@Ionus,
accepted that the flood part was/could be far older. why i was skeptical about Gilgamesh being taken from another source, is that Gilgamesh was the king of the earliest known settlement/city - Uruk. So which ever people (most likely the sumerians themselves b4 they started living in cities) wrote the earlier version was not a urbanized lot. Yes the flood myth is common to almost all ancient cultures.
very interesting about the basis of the 7 days. i knew the sumerians introduced the 360 day calendar and also the 360 degrees in a circle, but did not know that the 7 days came from their observation of 7 entities of the solar system. But is that is true, then they have had an even greater influence on the hebrew bible, for much of the bible and even the very history of the jews is based on 7's or a multiple thereof.
that's all i was trying to say - that the bible version of 10 commandments came from the book of Ani ("egyptian book of the dead"). it is entirely possible that the said book itself was taken from another proto-egyptian source, just as you say the Gilgamesh epic was. But even monotheism was not an original concept of the jews - the first known monotheistic religion was Aten-ism - again an egyptian construct.
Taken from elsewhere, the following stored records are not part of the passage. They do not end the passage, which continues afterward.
//! One-shot effects for the movie search screen.

use crate::ui::mvi::UiEffect;

#[derive(Debug, Clone, Copy, PartialEq, Eq)]
pub enum MovieSearchEffect {
    /// A movie was appended to history; shown as a short toast.
    AddedToHistory,
}

impl UiEffect for MovieSearchEffect {}

impl MovieSearchEffect {
    pub fn message(&self) -> &'static str {
        match self {
            MovieSearchEffect::AddedToHistory => "added to history",
        }
    }
}
//! Merged intent stream for one active window of the screen.
//!
//! Every event source (search button, poster, history strip) pushes into the
//! same unbounded channel, and a single forwarder task drains it into the
//! view-model in arrival order. The first value on the channel is always
//! [`MovieSearchIntent::ScreenLoaded`].

use std::sync::Arc;

use tokio::sync::mpsc;
use tokio::task::JoinHandle;

use crate::ui::search::{IntentSink, MovieSearchIntent};

pub struct IntentSubscription {
    sender: mpsc::UnboundedSender<MovieSearchIntent>,
    forwarder: JoinHandle<()>,
}

impl IntentSubscription {
    /// Open the stream, queue `ScreenLoaded` and start forwarding into `sink`.
    pub fn start(sink: Arc<dyn IntentSink>) -> Self {
        let (sender, mut receiver) = mpsc::unbounded_channel();
        let _ = sender.send(MovieSearchIntent::ScreenLoaded);

        let forwarder = tokio::spawn(async move {
            while let Some(intent) = receiver.recv().await {
                tracing::trace!(?intent, "forwarding intent");
                if let Err(err) = sink.process_input(intent) {
                    tracing::error!(error = %err, "error processing input");
                }
            }
        });

        Self { sender, forwarder }
    }

    /// Push an intent from one of the screen's event sources.
    pub fn emit(&self, intent: MovieSearchIntent) {
        if self.sender.send(intent).is_err() {
            tracing::error!("intent forwarder stopped; intent dropped");
        }
    }

    /// Stop forwarding. Intents not yet forwarded are discarded.
    pub fn cancel(self) {
        self.forwarder.abort();
    }
}

impl Drop for IntentSubscription {
    fn drop(&mut self) {
        self.forwarder.abort();
    }
}
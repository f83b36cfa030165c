use serde::{Deserialize, Serialize};
use std::path::PathBuf;
use std::time::Duration;

/// Root configuration container.
#[derive(Debug, Clone, Default, PartialEq, Serialize, Deserialize)]
pub struct Config {
    #[serde(default)]
    pub ui: UiConfig,
    #[serde(default)]
    pub catalog: CatalogConfig,
    #[serde(default)]
    pub history: HistoryConfig,
    #[serde(default)]
    pub logging: LoggingConfig,
}

/// Screen timing.
#[derive(Debug, Clone, PartialEq, Serialize, Deserialize)]
pub struct UiConfig {
    /// Redraw tick in milliseconds; drives the spinner and toast expiry (default: 250).
    #[serde(default = "default_tick_rate_ms")]
    pub tick_rate_ms: u64,
    /// How long the "added to history" toast stays up (default: 2000).
    #[serde(default = "default_toast_duration_ms")]
    pub toast_duration_ms: u64,
}

/// Where movie data comes from.
#[derive(Debug, Clone, Default, PartialEq, Serialize, Deserialize)]
pub struct CatalogConfig {
    /// JSON catalog file. The built-in catalog is used when unset.
    #[serde(default)]
    pub path: Option<PathBuf>,
}

/// Recent-search history.
#[derive(Debug, Clone, PartialEq, Serialize, Deserialize)]
pub struct HistoryConfig {
    /// History file. Defaults to `<data_dir>/moviesearch/history.json`.
    #[serde(default)]
    pub path: Option<PathBuf>,
    /// Oldest entries are dropped past this size (default: 20).
    #[serde(default = "default_max_entries")]
    pub max_entries: usize,
    /// Keep history on disk between runs (default: true).
    #[serde(default = "default_persist")]
    pub persist: bool,
}

/// Log output. The TUI owns stdout, so logs always go to a file.
#[derive(Debug, Clone, PartialEq, Serialize, Deserialize)]
pub struct LoggingConfig {
    /// Filter directive used when `RUST_LOG` is unset (default: "info").
    #[serde(default = "default_log_level")]
    pub level: String,
    /// Log file. Defaults to `<data_dir>/moviesearch/moviesearch.log`.
    #[serde(default)]
    pub file: Option<PathBuf>,
}

fn default_tick_rate_ms() -> u64 {
    250
}

fn default_toast_duration_ms() -> u64 {
    2000
}

fn default_max_entries() -> usize {
    20
}

fn default_persist() -> bool {
    true
}

fn default_log_level() -> String {
    "info".to_string()
}

impl UiConfig {
    pub fn tick_rate(&self) -> Duration {
        Duration::from_millis(self.tick_rate_ms)
    }

    pub fn toast_duration(&self) -> Duration {
        Duration::from_millis(self.toast_duration_ms)
    }
}

impl Default for UiConfig {
    fn default() -> Self {
        Self {
            tick_rate_ms: default_tick_rate_ms(),
            toast_duration_ms: default_toast_duration_ms(),
        }
    }
}

impl Default for HistoryConfig {
    fn default() -> Self {
        Self {
            path: None,
            max_entries: default_max_entries(),
            persist: default_persist(),
        }
    }
}

impl Default for LoggingConfig {
    fn default() -> Self {
        Self {
            level: default_log_level(),
            file: None,
        }
    }
}
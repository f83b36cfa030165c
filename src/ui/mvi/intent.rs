//! Base trait for intents (user/system actions) in MVI architecture.

/// Marker trait for intent objects.
///
/// Intents represent:
/// - User actions (button activations, list selections)
/// - Lifecycle events (screen became active)
///
/// Intents are handed to a view-model, which turns them into reducer input.
pub trait Intent: Send + 'static {}
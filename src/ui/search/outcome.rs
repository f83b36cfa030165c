//! Results fed to [`MovieSearchReducer`](super::MovieSearchReducer).

use crate::movies::MovieSearchResult;

/// Loading / Content / Error wrapper for a background operation.
#[derive(Debug, Clone, PartialEq)]
pub enum Lce<T> {
    Loading,
    Content(T),
    Error(String),
}

#[derive(Debug, Clone, PartialEq)]
pub enum SearchOutcome {
    /// History read after the screen became active.
    ScreenLoad { history: Vec<MovieSearchResult> },

    Search(Lce<MovieSearchResult>),

    /// Updated history after an append.
    AddToHistory(Lce<Vec<MovieSearchResult>>),

    RestoreFromHistory { entry: MovieSearchResult },
}
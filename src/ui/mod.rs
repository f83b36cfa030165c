pub mod footer;
pub mod header;
pub mod history_strip;
pub mod input;
pub mod intent_bus;
pub mod layout;
pub mod mvi;
pub mod poster;
pub mod render;
pub mod runtime;
pub mod screen;
pub mod search;
pub mod terminal_guard;
pub mod theme;
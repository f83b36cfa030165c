use crate::ui::theme::{ACCENT, GLOBAL_BORDER, HEADER_SEPARATOR, HEADER_TEXT, MUTED_TEXT};
use ratatui::style::{Modifier, Style};
use ratatui::text::{Line, Span};
use ratatui::widgets::{Block, Borders, Paragraph};

pub struct Header;

impl Header {
    pub fn new() -> Self {
        Self
    }

    pub fn widget(&self, history_len: usize, active: bool) -> Paragraph<'static> {
        let text_style = Style::default().fg(HEADER_TEXT);
        let separator_style = Style::default().fg(HEADER_SEPARATOR);
        let status = if active { "live" } else { "paused" };
        let line = Line::from(vec![
            Span::styled("  ", text_style),
            Span::styled(
                "Movie Search",
                Style::default().fg(ACCENT).add_modifier(Modifier::BOLD),
            ),
            Span::styled("  │  ", separator_style),
            Span::styled(format!("{history_len} in history"), text_style),
            Span::styled("  │  ", separator_style),
            Span::styled(status, Style::default().fg(MUTED_TEXT)),
        ]);

        Paragraph::new(line).block(
            Block::default()
                .borders(Borders::TOP | Borders::BOTTOM)
                .border_style(Style::default().fg(GLOBAL_BORDER)),
        )
    }
}

impl Default for Header {
    fn default() -> Self {
        Self::new()
    }
}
that could well be true about the concept of paradise - that they had something similar going. none the less the particular concept of Paradiese in its present form comes from the persians. Many parts of the babylonian talmud as well.
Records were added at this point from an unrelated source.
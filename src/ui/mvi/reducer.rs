//! Reducer trait for MVI architecture.

use super::effect::UiEffect;
use super::state::UiState;

/// Reducer transforms state based on results.
///
/// The reducer is the only place where state transitions happen.
/// It must be a pure function: (State, Input) -> (State, Option<Effect>)
pub trait Reducer {
    /// The state type this reducer operates on.
    type State: UiState;

    /// The result type this reducer folds into state.
    type Input: Send + 'static;

    /// The one-shot effect type this reducer may emit.
    type Effect: UiEffect;

    /// Process an input and return the new state plus an optional effect.
    ///
    /// This should be a pure function with no side effects.
    fn reduce(state: Self::State, input: Self::Input) -> (Self::State, Option<Self::Effect>);
}
//! View-model for the movie search screen.
//!
//! One task owns the state. It drains the intent channel, runs repository
//! calls on the blocking pool, folds their results through
//! [`MovieSearchReducer`] and publishes:
//! - state on a `watch` channel (new subscribers see the latest value)
//! - effects on a `broadcast` channel (subscribers only see effects sent
//!   after they subscribed, so nothing is replayed)
//!
//! Searches are switch-latest: a newer search or a history restore makes an
//! in-flight search stale and its result is dropped. History reads and
//! appends run one at a time on a dedicated task so their results arrive in
//! request order.

use std::sync::Arc;

use thiserror::Error;
use tokio::sync::{broadcast, mpsc, watch};
use tokio::task::JoinHandle;

use crate::movies::{MovieRepository, MovieSearchResult};
use crate::ui::mvi::Reducer;

use super::effect::MovieSearchEffect;
use super::intent::MovieSearchIntent;
use super::outcome::{Lce, SearchOutcome};
use super::reducer::MovieSearchReducer;
use super::state::MovieSearchViewState;

const EFFECT_BUFFER: usize = 16;

#[derive(Debug, Clone, PartialEq, Eq, Error)]
pub enum ViewModelError {
    #[error("view-model input channel closed")]
    Closed,
}

/// Single input channel of a view-model.
pub trait IntentSink: Send + Sync + 'static {
    fn process_input(&self, intent: MovieSearchIntent) -> Result<(), ViewModelError>;
}

/// Cloneable producer side of the view-model's intent channel.
#[derive(Clone)]
pub struct ViewModelInput {
    sender: mpsc::UnboundedSender<MovieSearchIntent>,
}

impl IntentSink for ViewModelInput {
    fn process_input(&self, intent: MovieSearchIntent) -> Result<(), ViewModelError> {
        self.sender.send(intent).map_err(|_| ViewModelError::Closed)
    }
}

/// What a screen needs to bind to a view-model.
pub struct ScreenBindings {
    pub input: Arc<dyn IntentSink>,
    pub view_state: watch::Receiver<MovieSearchViewState>,
    pub view_effects: broadcast::Receiver<MovieSearchEffect>,
}

pub struct MovieSearchViewModel {
    input: ViewModelInput,
    state: watch::Receiver<MovieSearchViewState>,
    effects: broadcast::Sender<MovieSearchEffect>,
    task: JoinHandle<()>,
    history_task: JoinHandle<()>,
}

impl MovieSearchViewModel {
    /// Start the view-model on the current tokio runtime.
    pub fn spawn(repository: Arc<dyn MovieRepository>) -> Self {
        let (input_tx, input_rx) = mpsc::unbounded_channel();
        let (state_tx, state_rx) = watch::channel(MovieSearchViewState::default());
        let (effect_tx, _) = broadcast::channel(EFFECT_BUFFER);
        let (completion_tx, completion_rx) = mpsc::unbounded_channel();
        let (history_tx, history_rx) = mpsc::unbounded_channel();

        let history_task = tokio::spawn(run_history_jobs(
            Arc::clone(&repository),
            history_rx,
            completion_tx.clone(),
        ));

        let processor = Processor {
            repository,
            state: MovieSearchViewState::default(),
            state_tx,
            effect_tx: effect_tx.clone(),
            completion_tx,
            history_jobs: history_tx,
            search_generation: 0,
            in_flight: None,
        };
        let task = tokio::spawn(processor.run(input_rx, completion_rx));

        Self {
            input: ViewModelInput { sender: input_tx },
            state: state_rx,
            effects: effect_tx,
            task,
            history_task,
        }
    }

    pub fn process_input(&self, intent: MovieSearchIntent) -> Result<(), ViewModelError> {
        self.input.process_input(intent)
    }

    pub fn input(&self) -> ViewModelInput {
        self.input.clone()
    }

    pub fn view_state(&self) -> watch::Receiver<MovieSearchViewState> {
        self.state.clone()
    }

    pub fn view_effects(&self) -> broadcast::Receiver<MovieSearchEffect> {
        self.effects.subscribe()
    }

    pub fn bindings(&self) -> ScreenBindings {
        ScreenBindings {
            input: Arc::new(self.input()),
            view_state: self.view_state(),
            view_effects: self.view_effects(),
        }
    }
}

impl Drop for MovieSearchViewModel {
    fn drop(&mut self) {
        self.task.abort();
        self.history_task.abort();
    }
}

enum Completion {
    Search {
        generation: u64,
        result: Lce<MovieSearchResult>,
    },
    Outcome(SearchOutcome),
}

enum HistoryJob {
    Load,
    Append(MovieSearchResult),
}

struct Processor {
    repository: Arc<dyn MovieRepository>,
    state: MovieSearchViewState,
    state_tx: watch::Sender<MovieSearchViewState>,
    effect_tx: broadcast::Sender<MovieSearchEffect>,
    completion_tx: mpsc::UnboundedSender<Completion>,
    history_jobs: mpsc::UnboundedSender<HistoryJob>,
    search_generation: u64,
    in_flight: Option<JoinHandle<()>>,
}

impl Processor {
    async fn run(
        mut self,
        mut intents: mpsc::UnboundedReceiver<MovieSearchIntent>,
        mut completions: mpsc::UnboundedReceiver<Completion>,
    ) {
        loop {
            tokio::select! {
                intent = intents.recv() => match intent {
                    Some(intent) => self.handle_intent(intent),
                    None => break,
                },
                Some(completion) = completions.recv() => self.handle_completion(completion),
            }
        }

        if let Some(task) = self.in_flight.take() {
            task.abort();
        }
        tracing::debug!("view-model stopped: all inputs closed");
    }

    fn handle_intent(&mut self, intent: MovieSearchIntent) {
        tracing::debug!(?intent, "processing intent");
        match intent {
            MovieSearchIntent::ScreenLoaded => self.enqueue_history(HistoryJob::Load),
            MovieSearchIntent::SearchRequested { query } => self.start_search(query),
            MovieSearchIntent::AddToHistoryRequested { movie } => {
                self.enqueue_history(HistoryJob::Append(movie))
            }
            MovieSearchIntent::RestoreFromHistoryRequested { entry } => {
                self.cancel_search();
                self.apply(SearchOutcome::RestoreFromHistory { entry });
            }
        }
    }

    fn handle_completion(&mut self, completion: Completion) {
        match completion {
            Completion::Search { generation, result } => {
                if generation != self.search_generation {
                    tracing::trace!(generation, "discarding stale search result");
                    return;
                }
                self.in_flight = None;
                self.apply(SearchOutcome::Search(result));
            }
            Completion::Outcome(outcome) => self.apply(outcome),
        }
    }

    fn start_search(&mut self, query: String) {
        let query = query.trim().to_string();
        if query.is_empty() {
            tracing::debug!("ignoring blank search");
            return;
        }

        self.cancel_search();
        let generation = self.search_generation;
        self.apply(SearchOutcome::Search(Lce::Loading));

        let repository = Arc::clone(&self.repository);
        let completions = self.completion_tx.clone();
        self.in_flight = Some(tokio::spawn(async move {
            let lookup = query.clone();
            let result =
                match tokio::task::spawn_blocking(move || repository.search_movie(&lookup)).await {
                    Ok(Ok(movie)) => Lce::Content(movie),
                    Ok(Err(err)) => {
                        tracing::info!(%query, error = %err, "search failed");
                        Lce::Error(err.to_string())
                    }
                    Err(err) => {
                        tracing::error!(%query, error = %err, "search worker failed");
                        Lce::Error(format!("Search failed: {err}"))
                    }
                };
            let _ = completions.send(Completion::Search { generation, result });
        }));
    }

    fn cancel_search(&mut self) {
        self.search_generation += 1;
        if let Some(task) = self.in_flight.take() {
            task.abort();
        }
    }

    fn enqueue_history(&mut self, job: HistoryJob) {
        if self.history_jobs.send(job).is_err() {
            tracing::error!("history worker is gone; request dropped");
        }
    }

    fn apply(&mut self, outcome: SearchOutcome) {
        let (state, effect) = MovieSearchReducer::reduce(std::mem::take(&mut self.state), outcome);
        self.state = state;
        self.state_tx.send_replace(self.state.clone());

        if let Some(effect) = effect {
            if self.effect_tx.send(effect).is_err() {
                tracing::debug!(?effect, "no effect subscribers; effect dropped");
            }
        }
    }
}

async fn run_history_jobs(
    repository: Arc<dyn MovieRepository>,
    mut jobs: mpsc::UnboundedReceiver<HistoryJob>,
    completions: mpsc::UnboundedSender<Completion>,
) {
    while let Some(job) = jobs.recv().await {
        let repo = Arc::clone(&repository);
        let outcome = match job {
            HistoryJob::Load => match tokio::task::spawn_blocking(move || repo.history()).await {
                Ok(Ok(history)) => Some(SearchOutcome::ScreenLoad { history }),
                Ok(Err(err)) => {
                    tracing::warn!(error = %err, "failed to read history");
                    None
                }
                Err(err) => {
                    tracing::error!(error = %err, "history worker failed");
                    None
                }
            },
            HistoryJob::Append(movie) => {
                match tokio::task::spawn_blocking(move || repo.add_to_history(movie)).await {
                    Ok(Ok(history)) => Some(SearchOutcome::AddToHistory(Lce::Content(history))),
                    Ok(Err(err)) => {
                        tracing::warn!(error = %err, "failed to add to history");
                        Some(SearchOutcome::AddToHistory(Lce::Error(err.to_string())))
                    }
                    Err(err) => {
                        tracing::error!(error = %err, "history worker failed");
                        Some(SearchOutcome::AddToHistory(Lce::Error(err.to_string())))
                    }
                }
            }
        };

        if let Some(outcome) = outcome {
            if completions.send(Completion::Outcome(outcome)).is_err() {
                break;
            }
        }
    }
}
So in summary, it cannot be denied that the jews incorporated some religious beliefs of 3 civilizations (sumerian, egyptians, persians) that they came in contact with back to back and never really acknowledged the source and almost got away with passing them as their own original stuff. For example til the scrolls of the Enuma Elish were discovered the possibility of the 6/7 days creation story being a "lifted" one was never contemplated. btw, please read the enuma elish if possible - how marduk made the world.